<アジア杯:日本5-0サウジアラビア>◇17日◇1次リーグ◇B組◇カタール

 最前線のFW前田遼一(29=磐田)が、ようやく「答え」を出した。2点リードの前半19分。DF長友の左からのクロスを、右足アウトで芸術的なボレー弾。後半6分には右からのクロスを、飛び出した相手GKの鼻先でたたいて頭で決めた。主役は岡崎に譲ったが、一貫して1トップで先発起用するザッケローニ監督の期待に応えた。

 前田

 1、2戦と結構(チャンスを)外していたので決められて良かった。いいボールが上がってきたので、チームメートに感謝です。

 自身の2得点に加え、後半35分の岡崎の3点目を、タメをつくって針の穴を通すような左足のラストパスでアシスト。

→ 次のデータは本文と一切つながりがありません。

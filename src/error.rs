//! Error type shared by every stage of the encoder.

use crate::segment::QrSegmentMode;
use thiserror::Error;

/// Errors produced while encoding a QR code.
///
/// Ways to handle [`QrError::CapacityExceeded`]:
///
/// - Decrease the error correction level if it was greater than `QrCodeEcc::Low`.
/// - Change the text to fit the character set of a cheaper mode (e.g. uppercase alphanumeric).
/// - Change the text or binary data to be shorter.
///
/// The remaining variants signal a caller mistake ([`QrError::InvalidMask`],
/// [`QrError::UnsupportedMode`]) or a broken internal invariant.
#[derive(Debug, Clone, PartialEq, Eq, Error)]
pub enum QrError {
    /// The payload does not fit in a version 40 symbol at the requested level.
    #[error("data length = {needed} bits, max capacity = {capacity} bits")]
    CapacityExceeded {
        /// Bits the payload needs at version 40, including its header.
        needed: usize,
        /// Bits available at version 40 for the requested level.
        capacity: usize,
    },

    /// Mask pattern outside the range 0 to 7.
    #[error("mask pattern {0} out of range 0..=7")]
    InvalidMask(u8),

    /// A segment mode the bitstream builder cannot pack.
    #[error("unsupported segment mode: {0:?}")]
    UnsupportedMode(QrSegmentMode),

    /// The logarithm of zero was requested in GF(256).
    #[error("logarithm of zero requested in GF(256)")]
    LogOfZero,

    /// A write went past the end of a fixed-capacity bit buffer.
    #[error("bit buffer overflow: {requested} bits requested, {remaining} remaining")]
    BufferOverflow {
        /// Bits the caller tried to append.
        requested: usize,
        /// Bits still free in the buffer.
        remaining: usize,
    },

    /// A module was still unassigned when the symbol was finalized.
    #[error("module ({x}, {y}) left unassigned")]
    UnassignedModule {
        /// Column of the module.
        x: usize,
        /// Row of the module.
        y: usize,
    },

    /// A codeword sequence had the wrong length for its version and level.
    #[error("expected {expected} codewords, got {actual}")]
    CodewordCount {
        /// Length required by the capacity tables.
        expected: usize,
        /// Length actually produced.
        actual: usize,
    },
}

/// Result alias for encoder operations.
pub type Result<T> = std::result::Result<T, QrError>;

「(岡崎は)非常に動きだしが速いので、やりやすい」。昨季Jリーグ史上初の2年連続得点王に輝いたJ最強FWが、アジアの舞台でも輝いた。

 日本では数少ない万能の大型ストライカー。ずっと期待を背負い続けた。だが、ケガに泣き代表に定着できなかった。だからこそ、体の管理を徹底する。昨年2月。磐田の鹿児島キャンプでは、古傷の右ひざの負担を減らすため練習場の往復で、わずかな段差の階段さえ避けた。スロープを使って出入り。わざわざ遠回りをしてまで、万全の注意を払っていた。

 代表でも、ここまで「遠回り」してきたが、これで3試合連続の先発。結果も出した。それでもまだ、目標は先にある。「もっと質の高いプレーで、もっとチームに貢献できるように頑張りたい」。寡黙な仕事人の口調は、いつになく滑らかだった。